This is a history that you can’t find in a book. Performing this work with Corigliano front row in the audience and having the opportunity to talk with him about his music (especially the Clarinet Concerto, one of my favorite pieces to perform!) is an experience I will remember for the rest of my life. The Eb clarinet part that I played often represents gay rage, and clearly, I am still processing my own. This experience solidified my understanding of why representation in the concert hall matters for all marginalized communities.
But it wasn’t until I started my current position as Assistant Professor of Music and coordinator of woodwinds at Coastal Carolina University in 2020 that I really was forced to process how meaningful this experience was for me as an openly queer person and how formative it would be for my teaching going forward.
In recent years, awareness of racism, social injustice, and gender inequity has intensified as movements like Black Lives Matter and Me Too continue to gain traction nationally. When I arrived on my new campus in August of 2020, these dialogues had reached a boiling point, specifically in music, where our repertoire is a bit of a monolith.
Professionals and academics in every field were driven to think about inequity in their disciplines. In music, this meant taking a closer look at our canon. The truth is, Western art music focuses almost exclusively on the music of White European men from approximately 1600-1900 (common practice era). Our field became uncomfortably aware of its exclusivity. My students, and students across the country, are demanding to study music by composers more representative of our country’s demographics today.

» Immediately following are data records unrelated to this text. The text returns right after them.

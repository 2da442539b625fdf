use crate::error::ProjectError;
use crate::images;
use crate::project::Project;
use cardpress_model::CardDeck;
use cardpress_resource::match_destination_permissions;
use std::collections::HashMap;
use std::fs;
use std::io::{self, Write};
use std::path::{Path, PathBuf};
use tempfile::NamedTempFile;

/// File name of the serialized deck inside a project directory.
pub const PROJECT_FILE: &str = "project.json";

/// What a save did besides writing `project.json`.
#[derive(Debug, Clone, Default, PartialEq)]
pub struct SaveReport {
    /// Project-relative paths of images copied in during this save.
    pub copied: Vec<String>,
    /// Images that could not be copied; their values were left unchanged.
    pub warnings: Vec<String>,
}

fn project_dir_of(path: &Path) -> (PathBuf, PathBuf) {
    if path.file_name().is_some_and(|name| name == PROJECT_FILE) {
        let dir = path.parent().map(Path::to_path_buf).unwrap_or_default();
        (dir, path.to_path_buf())
    } else {
        (path.to_path_buf(), path.join(PROJECT_FILE))
    }
}

/// Loads a project from its directory or from its `project.json`.
///
/// Card values for fields the template no longer defines are kept as-is.
pub fn load(path: &Path) -> Result<Project, ProjectError> {
    let (dir, file) = project_dir_of(path);
    let json = match fs::read_to_string(&file) {
        Ok(json) => json,
        Err(e) if e.kind() == io::ErrorKind::NotFound => return Err(ProjectError::NotFound(file)),
        Err(e) => return Err(e.into()),
    };
    let deck: CardDeck = serde_json::from_str(&json)?;
    let name = dir
        .file_name()
        .map(|n| n.to_string_lossy().into_owned())
        .unwrap_or_default();

    log::info!(
        "Loaded project '{}' ({} fields, {} cards)",
        name,
        deck.template.len(),
        deck.records.len()
    );
    Ok(Project::new(name, dir, deck))
}

/// Copies external images into the project, then writes `project.json`
/// atomically. A failed image copy leaves that value untouched and is
/// reported as a warning rather than failing the save.
pub fn save(project: &mut Project) -> Result<SaveReport, ProjectError> {
    fs::create_dir_all(project.dir())?;
    let report = copy_in_images(project);

    let json = serde_json::to_string_pretty(&project.deck)?;
    let mut tmp = NamedTempFile::new_in(project.dir())?;
    tmp.write_all(json.as_bytes())?;
    tmp.write_all(b"\n")?;
    tmp.as_file().sync_all()?;
    match_destination_permissions(tmp.as_file(), &project.project_file())?;
    tmp.persist(project.project_file()).map_err(|e| e.error)?;

    log::info!(
        "Saved project '{}' to {} ({} image(s) copied)",
        project.name(),
        project.project_file().display(),
        report.copied.len()
    );
    Ok(report)
}

fn copy_in_images(project: &mut Project) -> SaveReport {
    let mut report = SaveReport::default();
    let image_fields: Vec<String> = project
        .deck
        .template
        .fields()
        .iter()
        .filter(|f| f.is_image())
        .map(|f| f.id.clone())
        .collect();
    let dir = project.dir().to_path_buf();
    let mut stored_by_source: HashMap<PathBuf, String> = HashMap::new();

    for (index, record) in project.deck.records.iter_mut().enumerate() {
        for field_id in &image_fields {
            let value = record.get(field_id).trim().to_string();
            if value.is_empty() {
                continue;
            }
            if let Some(internal) = images::internal_value(&dir, &value) {
                if internal != value {
                    record.set(field_id.as_str(), internal);
                }
                continue;
            }

            let source = images::resolve_source(&dir, &value);
            if let Some(stored) = stored_by_source.get(&source) {
                record.set(field_id.as_str(), stored.clone());
                continue;
            }
            match images::copy_into_project(&dir, &source) {
                Ok(stored) => {
                    record.set(field_id.as_str(), stored.clone());
                    stored_by_source.insert(source, stored.clone());
                    report.copied.push(stored);
                }
                Err(e) => {
                    let warning = format!("card {} field '{}': could not copy image '{}': {}", index + 1, field_id, value, e);
                    log::warn!("{}", warning);
                    report.warnings.push(warning);
                }
            }
        }
    }
    report
}

#[cfg(test)]
mod tests {
    use super::*;
    use cardpress_model::{CardRecord, CardTemplate, FieldDefinition};
    use tempfile::tempdir;

    fn deck() -> CardDeck {
        let template = CardTemplate::new()
            .with_field(FieldDefinition::text("Name").at(10.0, 10.0).sized(100.0, 20.0))
            .unwrap()
            .with_field(FieldDefinition::image("Logo").at(10.0, 40.0).sized(50.0, 50.0))
            .unwrap();
        CardDeck::with_records(template, vec![CardRecord::new().with("Name", "Ada Lovelace")])
    }

    #[test]
    fn save_then_load_round_trips() {
        let dir = tempdir().unwrap();
        let mut project = Project::new("demo", dir.path().join("demo"), deck());
        let report = save(&mut project).unwrap();
        assert!(report.warnings.is_empty());

        let loaded = load(&dir.path().join("demo")).unwrap();
        assert_eq!(loaded.name(), "demo");
        assert_eq!(loaded.deck, project.deck);

        let by_file = load(&project.project_file()).unwrap();
        assert_eq!(by_file.deck, project.deck);
    }

    #[test]
    fn saving_twice_is_byte_identical_and_copies_once() {
        let dir = tempdir().unwrap();
        let outside = tempdir().unwrap();
        let source = outside.path().join("logo.png");
        fs::write(&source, b"png").unwrap();

        let mut project = Project::new("demo", dir.path(), deck());
        project.deck.records[0].set("Logo", source.to_string_lossy());

        let first = save(&mut project).unwrap();
        assert_eq!(first.copied, vec!["images/logo.png".to_string()]);
        let first_json = fs::read(project.project_file()).unwrap();

        let mut reloaded = load(dir.path()).unwrap();
        let second = save(&mut reloaded).unwrap();
        assert!(second.copied.is_empty());
        assert_eq!(fs::read(project.project_file()).unwrap(), first_json);
        assert_eq!(fs::read_dir(project.images_dir()).unwrap().count(), 1);
    }

    #[test]
    fn missing_image_is_a_warning_not_a_failure() {
        let dir = tempdir().unwrap();
        let mut project = Project::new("demo", dir.path(), deck());
        project.deck.records[0].set("Logo", "/definitely/not/here.png");

        let report = save(&mut project).unwrap();
        assert_eq!(report.warnings.len(), 1);
        assert_eq!(project.deck.records[0].get("Logo"), "/definitely/not/here.png");
        assert!(project.project_file().is_file());
    }

    #[test]
    fn stale_record_keys_survive_a_load() {
        let dir = tempdir().unwrap();
        let json = r##"{
            "template": {"fields": [{"id": "Name", "kind": "text", "x": 0, "y": 0, "width": 100, "height": 20}], "background": "#FFFFFF"},
            "cards": [{"Name": "Ada", "Removed": "old value"}]
        }"##;
        fs::write(dir.path().join(PROJECT_FILE), json).unwrap();

        let project = load(dir.path()).unwrap();
        assert_eq!(project.deck.records[0].get("Removed"), "old value");
        assert_eq!(project.deck.template.len(), 1);
    }

    #[test]
    fn malformed_json_and_missing_keys_are_rejected() {
        let dir = tempdir().unwrap();
        let file = dir.path().join(PROJECT_FILE);

        fs::write(&file, "{ not json").unwrap();
        assert!(matches!(load(dir.path()), Err(ProjectError::MalformedProject(_))));

        fs::write(&file, r#"{"template": {"fields": []}}"#).unwrap();
        assert!(matches!(load(dir.path()), Err(ProjectError::MalformedProject(_))));

        fs::write(&file, r##"{"template": {"background": "#FFFFFF"}, "cards": []}"##).unwrap();
        assert!(matches!(load(dir.path()), Err(ProjectError::MalformedProject(_))));
    }

    #[test]
    fn non_hex_colors_are_malformed() {
        let dir = tempdir().unwrap();
        let file = dir.path().join(PROJECT_FILE);

        fs::write(&file, r##"{"template": {"fields": [], "background": "#é1"}, "cards": []}"##).unwrap();
        assert!(matches!(load(dir.path()), Err(ProjectError::MalformedProject(_))));

        let field = r##"{"id": "Name", "kind": "text", "style": {"color": "#aé"}}"##;
        fs::write(&file, format!(r#"{{"template": {{"fields": [{}]}}, "cards": []}}"#, field)).unwrap();
        assert!(matches!(load(dir.path()), Err(ProjectError::MalformedProject(_))));
    }

    #[test]
    fn shared_external_image_is_copied_once_per_save() {
        let dir = tempdir().unwrap();
        let outside = tempdir().unwrap();
        let source = outside.path().join("logo.png");
        fs::write(&source, b"png").unwrap();

        let mut project = Project::new("demo", dir.path(), deck());
        project.deck.records.push(CardRecord::new().with("Name", "Grace Hopper"));
        for record in &mut project.deck.records {
            record.set("Logo", source.to_string_lossy());
        }

        let report = save(&mut project).unwrap();
        assert_eq!(report.copied, vec!["images/logo.png".to_string()]);
        assert!(project.deck.records.iter().all(|r| r.get("Logo") == "images/logo.png"));
        assert_eq!(fs::read_dir(project.images_dir()).unwrap().count(), 1);
    }

    #[cfg(unix)]
    #[test]
    fn saved_project_file_keeps_a_readable_mode() {
        use std::os::unix::fs::PermissionsExt;

        let dir = tempdir().unwrap();
        let mut project = Project::new("demo", dir.path(), deck());
        save(&mut project).unwrap();
        let mode = fs::metadata(project.project_file()).unwrap().permissions().mode() & 0o777;
        assert_eq!(mode, 0o644);

        fs::set_permissions(project.project_file(), fs::Permissions::from_mode(0o600)).unwrap();
        save(&mut project).unwrap();
        let mode = fs::metadata(project.project_file()).unwrap().permissions().mode() & 0o777;
        assert_eq!(mode, 0o600);
    }

    #[test]
    fn loading_a_missing_project_is_not_found() {
        let dir = tempdir().unwrap();
        assert!(matches!(load(&dir.path().join("nope")), Err(ProjectError::NotFound(_))));
    }
}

When did we become aware of this issue? Well, I think we have always known. Turn through any music history book or go to the index and read the names. But it seems to me that only recently did our field agree to work on changing this for the better, supported by recent social movements.

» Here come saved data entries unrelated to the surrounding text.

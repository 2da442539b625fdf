use crate::LayoutError;
use cardpress_types::{Point, Rect, Size};

/// Card counts a page can be tiled into.
pub const SUPPORTED_CARDS_PER_PAGE: [usize; 6] = [1, 2, 4, 6, 8, 10];

const FIT_TOLERANCE: f32 = 0.01;

/// One card position on a page.
#[derive(Debug, Clone, Copy, PartialEq)]
pub struct CardSlot {
    /// Fill order on the page, row-major.
    pub index: usize,
    pub row: usize,
    pub col: usize,
    /// Page-relative rectangle, top-left origin.
    pub rect: Rect,
}

impl CardSlot {
    /// Translates a card-relative rectangle into page coordinates.
    pub fn place(&self, card_rect: Rect) -> Rect {
        card_rect.translate(self.rect.x, self.rect.y)
    }
}

/// A straight cut guide in page coordinates, top-left origin.
#[derive(Debug, Clone, Copy, PartialEq)]
pub struct CutLine {
    pub from: Point,
    pub to: Point,
}

impl CutLine {
    pub fn is_vertical(&self) -> bool {
        self.from.x == self.to.x
    }
}

/// The grid for one page: slots in fill order plus the cut lines around them.
#[derive(Debug, Clone, PartialEq)]
pub struct PageTiling {
    pub cols: usize,
    pub rows: usize,
    pub page: Size,
    pub slots: Vec<CardSlot>,
    pub cut_lines: Vec<CutLine>,
}

impl PageTiling {
    pub fn cards_per_page(&self) -> usize {
        self.slots.len()
    }
}

/// Columns and rows used for a supported card count.
pub fn grid_dimensions(cards_per_page: usize) -> Result<(usize, usize), LayoutError> {
    match cards_per_page {
        1 => Ok((1, 1)),
        2 => Ok((1, 2)),
        4 => Ok((2, 2)),
        6 => Ok((2, 3)),
        8 => Ok((2, 4)),
        10 => Ok((2, 5)),
        other => Err(LayoutError::UnsupportedCardsPerPage(other)),
    }
}

/// Arranges `cards_per_page` cards of size `card` on a `page`.
///
/// Cards are spaced `margin` apart and the grid is centered on the page; a
/// grid larger than the page is an error. Each card edge gets a cut line
/// that overshoots the card by `extension` on both ends; lines shared by
/// touching cards are emitted once and everything is clipped to the page.
pub fn tile_page(
    cards_per_page: usize,
    page: Size,
    card: Size,
    margin: f32,
    extension: f32,
) -> Result<PageTiling, LayoutError> {
    let (cols, rows) = grid_dimensions(cards_per_page)?;

    if !page.is_positive() || !card.is_positive() {
        return Err(LayoutError::InvalidDimensions(format!(
            "page {}x{} and card {}x{} must be positive",
            page.width, page.height, card.width, card.height
        )));
    }
    if margin < 0.0 || extension < 0.0 {
        return Err(LayoutError::InvalidDimensions(format!(
            "margin ({}) and cut line extension ({}) must not be negative",
            margin, extension
        )));
    }

    let grid_width = cols as f32 * card.width + (cols - 1) as f32 * margin;
    let grid_height = rows as f32 * card.height + (rows - 1) as f32 * margin;
    if grid_width > page.width + FIT_TOLERANCE || grid_height > page.height + FIT_TOLERANCE {
        return Err(LayoutError::GridDoesNotFit {
            cols,
            rows,
            needed_width: grid_width,
            needed_height: grid_height,
            page_width: page.width,
            page_height: page.height,
        });
    }

    let start_x = (page.width - grid_width) / 2.0;
    let start_y = (page.height - grid_height) / 2.0;

    let slots: Vec<CardSlot> = (0..rows)
        .flat_map(|row| (0..cols).map(move |col| (row, col)))
        .enumerate()
        .map(|(index, (row, col))| CardSlot {
            index,
            row,
            col,
            rect: Rect::new(
                start_x + col as f32 * (card.width + margin),
                start_y + row as f32 * (card.height + margin),
                card.width,
                card.height,
            ),
        })
        .collect();

    let cut_lines = cut_lines_for(&slots, page, extension);
    log::debug!(
        "Tiled {} cards as {}x{} grid with {} cut lines",
        cards_per_page,
        cols,
        rows,
        cut_lines.len()
    );

    Ok(PageTiling {
        cols,
        rows,
        page,
        slots,
        cut_lines,
    })
}

fn cut_lines_for(slots: &[CardSlot], page: Size, extension: f32) -> Vec<CutLine> {
    let mut lines: Vec<CutLine> = Vec::with_capacity(slots.len() * 4);
    let clamp_x = |x: f32| x.clamp(0.0, page.width);
    let clamp_y = |y: f32| y.clamp(0.0, page.height);

    for slot in slots {
        let r = slot.rect;
        let horizontal = |y: f32| CutLine {
            from: Point::new(clamp_x(r.x - extension), y),
            to: Point::new(clamp_x(r.right() + extension), y),
        };
        let vertical = |x: f32| CutLine {
            from: Point::new(x, clamp_y(r.y - extension)),
            to: Point::new(x, clamp_y(r.bottom() + extension)),
        };
        for line in [
            horizontal(r.y),
            horizontal(r.bottom()),
            vertical(r.x),
            vertical(r.right()),
        ] {
            if !lines.iter().any(|existing| same_line(existing, &line)) {
                lines.push(line);
            }
        }
    }
    lines
}

fn same_line(a: &CutLine, b: &CutLine) -> bool {
    const EPS: f32 = 0.001;
    (a.from.x - b.from.x).abs() < EPS
        && (a.from.y - b.from.y).abs() < EPS
        && (a.to.x - b.to.x).abs() < EPS
        && (a.to.y - b.to.y).abs() < EPS
}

Traditionally, during an undergraduate music degree, students study and perform the standard repertoire for their instruments. Certain composers are so monumental (Mozart, for example) they really cannot be ignored. However, the canon reflects historical marginalization of certain groups and communities. For example, there is no commonly performed undergraduate repertoire for the clarinet written by a woman. Even with a terminal degree in the field, I struggle to think of a standard undergraduate piece by a BIPOC composer for any woodwind instrument. There is no excuse for this.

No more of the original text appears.